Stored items
################

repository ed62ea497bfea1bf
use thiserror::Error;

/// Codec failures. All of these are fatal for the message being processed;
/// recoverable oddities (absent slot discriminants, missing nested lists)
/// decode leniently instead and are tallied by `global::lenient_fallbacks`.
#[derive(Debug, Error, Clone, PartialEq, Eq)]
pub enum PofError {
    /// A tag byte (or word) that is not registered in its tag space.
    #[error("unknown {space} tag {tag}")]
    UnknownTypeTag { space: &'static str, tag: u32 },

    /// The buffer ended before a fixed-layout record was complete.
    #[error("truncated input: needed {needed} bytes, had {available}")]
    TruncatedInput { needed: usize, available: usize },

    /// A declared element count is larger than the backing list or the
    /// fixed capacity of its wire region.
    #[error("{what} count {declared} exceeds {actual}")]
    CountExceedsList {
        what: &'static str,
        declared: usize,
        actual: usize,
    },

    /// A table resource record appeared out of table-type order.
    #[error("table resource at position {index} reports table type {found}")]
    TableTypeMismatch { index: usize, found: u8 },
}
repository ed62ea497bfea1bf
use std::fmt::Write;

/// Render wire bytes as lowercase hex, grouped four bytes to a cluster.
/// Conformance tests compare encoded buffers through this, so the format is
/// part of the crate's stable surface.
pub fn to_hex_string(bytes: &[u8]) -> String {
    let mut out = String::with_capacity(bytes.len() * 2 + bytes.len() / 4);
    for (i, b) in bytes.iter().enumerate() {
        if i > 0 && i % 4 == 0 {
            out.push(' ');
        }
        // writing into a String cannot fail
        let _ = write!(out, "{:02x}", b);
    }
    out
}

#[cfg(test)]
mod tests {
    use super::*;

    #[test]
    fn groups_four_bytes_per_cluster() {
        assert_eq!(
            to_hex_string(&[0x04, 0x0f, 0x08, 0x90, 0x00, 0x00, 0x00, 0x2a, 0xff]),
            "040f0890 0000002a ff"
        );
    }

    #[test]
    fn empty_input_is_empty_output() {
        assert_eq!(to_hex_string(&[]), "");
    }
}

################

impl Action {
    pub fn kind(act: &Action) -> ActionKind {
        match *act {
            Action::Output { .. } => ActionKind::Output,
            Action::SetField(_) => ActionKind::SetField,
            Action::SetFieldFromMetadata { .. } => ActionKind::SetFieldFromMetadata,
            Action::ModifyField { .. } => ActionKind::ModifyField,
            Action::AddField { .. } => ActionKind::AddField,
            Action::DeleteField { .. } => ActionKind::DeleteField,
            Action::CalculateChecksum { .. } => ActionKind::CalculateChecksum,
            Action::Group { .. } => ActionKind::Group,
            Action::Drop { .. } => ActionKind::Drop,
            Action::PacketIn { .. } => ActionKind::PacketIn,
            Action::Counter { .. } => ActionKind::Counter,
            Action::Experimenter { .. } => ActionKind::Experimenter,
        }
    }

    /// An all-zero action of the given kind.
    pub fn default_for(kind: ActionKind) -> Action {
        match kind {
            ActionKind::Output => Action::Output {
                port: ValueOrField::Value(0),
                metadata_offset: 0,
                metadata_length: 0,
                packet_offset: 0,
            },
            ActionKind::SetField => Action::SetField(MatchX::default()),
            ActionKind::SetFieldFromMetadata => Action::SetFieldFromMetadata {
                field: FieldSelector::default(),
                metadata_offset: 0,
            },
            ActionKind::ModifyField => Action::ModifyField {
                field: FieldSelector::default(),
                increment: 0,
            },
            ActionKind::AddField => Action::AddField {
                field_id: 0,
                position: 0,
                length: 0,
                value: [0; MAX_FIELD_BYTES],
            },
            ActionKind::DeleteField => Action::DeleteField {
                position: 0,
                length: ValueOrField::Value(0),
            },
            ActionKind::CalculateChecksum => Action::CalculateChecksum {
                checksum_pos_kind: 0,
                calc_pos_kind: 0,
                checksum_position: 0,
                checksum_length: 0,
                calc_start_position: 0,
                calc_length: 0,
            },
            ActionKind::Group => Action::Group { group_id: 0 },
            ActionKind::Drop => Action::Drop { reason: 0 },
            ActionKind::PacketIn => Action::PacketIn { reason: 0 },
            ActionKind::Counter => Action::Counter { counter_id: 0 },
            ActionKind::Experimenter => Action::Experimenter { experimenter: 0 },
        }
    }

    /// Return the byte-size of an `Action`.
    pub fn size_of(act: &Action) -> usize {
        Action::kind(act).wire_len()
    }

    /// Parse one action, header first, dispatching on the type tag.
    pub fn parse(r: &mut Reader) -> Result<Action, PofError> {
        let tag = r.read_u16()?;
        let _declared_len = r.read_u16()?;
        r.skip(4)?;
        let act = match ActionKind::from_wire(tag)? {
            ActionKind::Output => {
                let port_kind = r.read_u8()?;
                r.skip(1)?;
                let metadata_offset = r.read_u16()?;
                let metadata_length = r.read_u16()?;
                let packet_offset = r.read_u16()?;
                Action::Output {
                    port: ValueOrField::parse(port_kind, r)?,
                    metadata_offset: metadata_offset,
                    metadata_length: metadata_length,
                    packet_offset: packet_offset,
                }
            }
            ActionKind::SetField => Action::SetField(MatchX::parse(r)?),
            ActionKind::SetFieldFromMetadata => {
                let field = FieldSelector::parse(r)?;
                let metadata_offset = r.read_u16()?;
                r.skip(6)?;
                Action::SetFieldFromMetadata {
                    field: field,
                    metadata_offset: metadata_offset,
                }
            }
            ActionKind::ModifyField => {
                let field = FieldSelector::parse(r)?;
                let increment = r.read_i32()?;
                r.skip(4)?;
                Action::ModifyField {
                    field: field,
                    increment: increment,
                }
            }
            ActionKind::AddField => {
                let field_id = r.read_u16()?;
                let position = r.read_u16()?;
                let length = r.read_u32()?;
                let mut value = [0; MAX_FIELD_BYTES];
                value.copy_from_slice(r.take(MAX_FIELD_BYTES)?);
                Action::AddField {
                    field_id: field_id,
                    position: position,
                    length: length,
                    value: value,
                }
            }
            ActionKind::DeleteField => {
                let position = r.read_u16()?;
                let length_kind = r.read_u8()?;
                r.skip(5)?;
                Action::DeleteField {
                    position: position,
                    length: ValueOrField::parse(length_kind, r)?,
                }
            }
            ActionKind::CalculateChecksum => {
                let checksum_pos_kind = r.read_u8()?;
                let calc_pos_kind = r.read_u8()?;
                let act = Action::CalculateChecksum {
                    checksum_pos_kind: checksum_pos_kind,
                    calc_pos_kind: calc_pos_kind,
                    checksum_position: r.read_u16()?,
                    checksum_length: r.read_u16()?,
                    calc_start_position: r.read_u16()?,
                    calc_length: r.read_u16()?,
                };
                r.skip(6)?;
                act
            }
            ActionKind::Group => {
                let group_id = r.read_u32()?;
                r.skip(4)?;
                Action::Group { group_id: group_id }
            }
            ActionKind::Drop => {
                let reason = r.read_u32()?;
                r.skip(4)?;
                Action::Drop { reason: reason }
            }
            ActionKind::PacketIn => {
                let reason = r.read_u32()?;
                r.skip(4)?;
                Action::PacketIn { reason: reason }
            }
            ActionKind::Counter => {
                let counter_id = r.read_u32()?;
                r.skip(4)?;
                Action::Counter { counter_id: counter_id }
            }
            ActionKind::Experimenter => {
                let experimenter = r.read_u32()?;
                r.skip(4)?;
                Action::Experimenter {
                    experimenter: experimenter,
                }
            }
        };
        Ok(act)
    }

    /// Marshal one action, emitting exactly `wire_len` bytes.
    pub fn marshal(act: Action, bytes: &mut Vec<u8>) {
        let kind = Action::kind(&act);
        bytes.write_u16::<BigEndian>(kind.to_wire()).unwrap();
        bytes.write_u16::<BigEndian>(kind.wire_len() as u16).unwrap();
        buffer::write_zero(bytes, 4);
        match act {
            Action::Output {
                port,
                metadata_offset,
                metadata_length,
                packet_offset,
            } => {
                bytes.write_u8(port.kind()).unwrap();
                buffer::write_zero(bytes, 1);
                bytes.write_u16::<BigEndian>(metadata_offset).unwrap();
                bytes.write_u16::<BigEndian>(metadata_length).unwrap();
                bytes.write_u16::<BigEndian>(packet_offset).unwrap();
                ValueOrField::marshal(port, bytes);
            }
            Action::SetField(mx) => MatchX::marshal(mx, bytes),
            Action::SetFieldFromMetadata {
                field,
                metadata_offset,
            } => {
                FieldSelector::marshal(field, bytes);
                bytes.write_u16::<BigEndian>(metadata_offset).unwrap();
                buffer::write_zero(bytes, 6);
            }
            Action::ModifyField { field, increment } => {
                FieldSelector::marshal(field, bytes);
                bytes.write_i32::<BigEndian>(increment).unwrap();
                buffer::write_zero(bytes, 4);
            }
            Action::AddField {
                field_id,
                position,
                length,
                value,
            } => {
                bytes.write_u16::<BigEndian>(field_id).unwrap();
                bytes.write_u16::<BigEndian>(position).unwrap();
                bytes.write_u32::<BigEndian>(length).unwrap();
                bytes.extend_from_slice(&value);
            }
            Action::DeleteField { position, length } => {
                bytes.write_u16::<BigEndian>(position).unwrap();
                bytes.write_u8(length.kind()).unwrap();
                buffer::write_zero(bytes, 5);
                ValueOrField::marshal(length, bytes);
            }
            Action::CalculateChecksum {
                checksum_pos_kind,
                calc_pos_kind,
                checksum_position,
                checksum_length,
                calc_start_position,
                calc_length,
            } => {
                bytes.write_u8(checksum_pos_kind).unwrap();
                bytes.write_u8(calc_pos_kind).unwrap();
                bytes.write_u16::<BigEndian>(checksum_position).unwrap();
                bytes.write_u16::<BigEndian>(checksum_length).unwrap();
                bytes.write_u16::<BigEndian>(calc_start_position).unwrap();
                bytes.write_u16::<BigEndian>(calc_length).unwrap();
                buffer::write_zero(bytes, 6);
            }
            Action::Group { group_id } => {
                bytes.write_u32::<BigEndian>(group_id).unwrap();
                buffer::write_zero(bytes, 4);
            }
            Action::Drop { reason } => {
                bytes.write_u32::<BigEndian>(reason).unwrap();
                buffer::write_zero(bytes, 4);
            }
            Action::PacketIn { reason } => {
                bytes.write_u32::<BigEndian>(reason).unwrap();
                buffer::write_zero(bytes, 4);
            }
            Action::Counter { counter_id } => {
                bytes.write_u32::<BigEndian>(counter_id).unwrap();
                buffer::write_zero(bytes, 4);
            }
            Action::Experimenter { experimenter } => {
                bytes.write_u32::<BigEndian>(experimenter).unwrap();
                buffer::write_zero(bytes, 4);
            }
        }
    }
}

################

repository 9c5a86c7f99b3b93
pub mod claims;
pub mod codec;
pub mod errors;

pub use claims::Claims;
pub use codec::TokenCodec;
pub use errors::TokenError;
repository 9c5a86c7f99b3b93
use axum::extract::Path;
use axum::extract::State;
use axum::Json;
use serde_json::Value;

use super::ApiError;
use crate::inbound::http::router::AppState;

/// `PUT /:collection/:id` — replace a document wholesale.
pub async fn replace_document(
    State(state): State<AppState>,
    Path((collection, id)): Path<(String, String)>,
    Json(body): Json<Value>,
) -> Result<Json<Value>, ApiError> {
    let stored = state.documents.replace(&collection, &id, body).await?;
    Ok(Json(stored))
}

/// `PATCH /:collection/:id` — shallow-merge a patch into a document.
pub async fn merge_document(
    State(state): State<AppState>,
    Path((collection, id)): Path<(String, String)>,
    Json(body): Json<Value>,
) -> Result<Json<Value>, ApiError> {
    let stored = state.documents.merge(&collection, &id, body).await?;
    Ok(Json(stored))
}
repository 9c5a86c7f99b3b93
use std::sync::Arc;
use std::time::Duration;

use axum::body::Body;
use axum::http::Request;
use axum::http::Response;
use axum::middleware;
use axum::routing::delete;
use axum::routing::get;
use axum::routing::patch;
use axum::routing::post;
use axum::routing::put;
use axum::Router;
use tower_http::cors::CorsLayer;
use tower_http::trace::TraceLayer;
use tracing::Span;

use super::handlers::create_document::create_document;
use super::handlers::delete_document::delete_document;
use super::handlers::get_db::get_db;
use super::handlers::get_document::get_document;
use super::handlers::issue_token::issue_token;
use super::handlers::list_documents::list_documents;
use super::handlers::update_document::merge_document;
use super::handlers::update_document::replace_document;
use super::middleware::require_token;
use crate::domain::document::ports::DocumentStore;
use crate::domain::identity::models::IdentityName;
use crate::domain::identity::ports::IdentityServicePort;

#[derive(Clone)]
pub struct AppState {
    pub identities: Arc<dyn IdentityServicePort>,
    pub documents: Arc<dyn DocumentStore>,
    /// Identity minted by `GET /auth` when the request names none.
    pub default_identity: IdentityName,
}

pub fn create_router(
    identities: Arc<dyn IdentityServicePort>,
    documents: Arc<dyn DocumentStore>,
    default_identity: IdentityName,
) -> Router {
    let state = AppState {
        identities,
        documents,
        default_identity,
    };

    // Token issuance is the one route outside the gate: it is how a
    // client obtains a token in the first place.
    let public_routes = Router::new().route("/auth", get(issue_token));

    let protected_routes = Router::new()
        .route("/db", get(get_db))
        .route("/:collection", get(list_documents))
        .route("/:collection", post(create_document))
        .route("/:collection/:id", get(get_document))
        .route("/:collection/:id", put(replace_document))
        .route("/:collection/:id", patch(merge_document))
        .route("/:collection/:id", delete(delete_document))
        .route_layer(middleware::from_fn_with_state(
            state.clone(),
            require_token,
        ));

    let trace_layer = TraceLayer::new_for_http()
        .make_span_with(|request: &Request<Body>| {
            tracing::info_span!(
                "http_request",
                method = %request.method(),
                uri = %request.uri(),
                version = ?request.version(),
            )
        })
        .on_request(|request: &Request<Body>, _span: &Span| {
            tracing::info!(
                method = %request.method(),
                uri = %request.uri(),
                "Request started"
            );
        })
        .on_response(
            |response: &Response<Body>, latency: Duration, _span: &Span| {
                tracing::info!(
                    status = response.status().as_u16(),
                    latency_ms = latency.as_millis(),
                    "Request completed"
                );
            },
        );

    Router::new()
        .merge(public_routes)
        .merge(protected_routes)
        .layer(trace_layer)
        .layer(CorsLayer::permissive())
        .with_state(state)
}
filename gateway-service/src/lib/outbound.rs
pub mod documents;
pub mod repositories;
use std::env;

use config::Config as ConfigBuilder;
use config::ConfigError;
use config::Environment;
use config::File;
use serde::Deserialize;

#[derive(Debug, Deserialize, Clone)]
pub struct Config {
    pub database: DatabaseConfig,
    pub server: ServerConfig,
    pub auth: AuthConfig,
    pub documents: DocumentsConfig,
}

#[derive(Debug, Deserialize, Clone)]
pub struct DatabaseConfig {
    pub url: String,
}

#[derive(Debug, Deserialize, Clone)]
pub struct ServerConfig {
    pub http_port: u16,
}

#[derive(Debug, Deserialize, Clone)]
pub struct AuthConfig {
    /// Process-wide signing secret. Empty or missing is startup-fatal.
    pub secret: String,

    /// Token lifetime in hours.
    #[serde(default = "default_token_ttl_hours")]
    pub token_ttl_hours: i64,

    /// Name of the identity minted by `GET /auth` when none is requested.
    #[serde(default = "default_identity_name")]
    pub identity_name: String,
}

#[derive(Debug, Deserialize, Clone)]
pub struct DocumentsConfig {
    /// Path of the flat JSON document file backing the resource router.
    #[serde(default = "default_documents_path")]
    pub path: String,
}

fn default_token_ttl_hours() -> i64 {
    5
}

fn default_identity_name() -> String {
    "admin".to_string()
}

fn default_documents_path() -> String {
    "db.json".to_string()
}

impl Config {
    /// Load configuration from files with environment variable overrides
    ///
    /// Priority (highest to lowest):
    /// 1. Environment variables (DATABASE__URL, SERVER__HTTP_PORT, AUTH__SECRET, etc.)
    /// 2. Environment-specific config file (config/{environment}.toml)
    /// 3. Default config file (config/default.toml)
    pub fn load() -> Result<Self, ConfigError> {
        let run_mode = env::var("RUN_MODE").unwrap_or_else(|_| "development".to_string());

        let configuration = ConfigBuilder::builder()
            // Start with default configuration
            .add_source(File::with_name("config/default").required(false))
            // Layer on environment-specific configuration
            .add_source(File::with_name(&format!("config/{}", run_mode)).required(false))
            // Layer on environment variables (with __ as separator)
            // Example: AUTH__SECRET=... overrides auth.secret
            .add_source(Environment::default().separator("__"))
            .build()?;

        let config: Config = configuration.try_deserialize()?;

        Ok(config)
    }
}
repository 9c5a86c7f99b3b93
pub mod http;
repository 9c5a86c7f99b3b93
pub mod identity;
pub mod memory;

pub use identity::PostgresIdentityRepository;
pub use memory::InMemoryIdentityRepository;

################

What needs to be done: In the entries above, find each line with the word "latency" and return it.

Output below:
            |response: &Response<Body>, latency: Duration, _span: &Span| {
                    latency_ms = latency.as_millis(),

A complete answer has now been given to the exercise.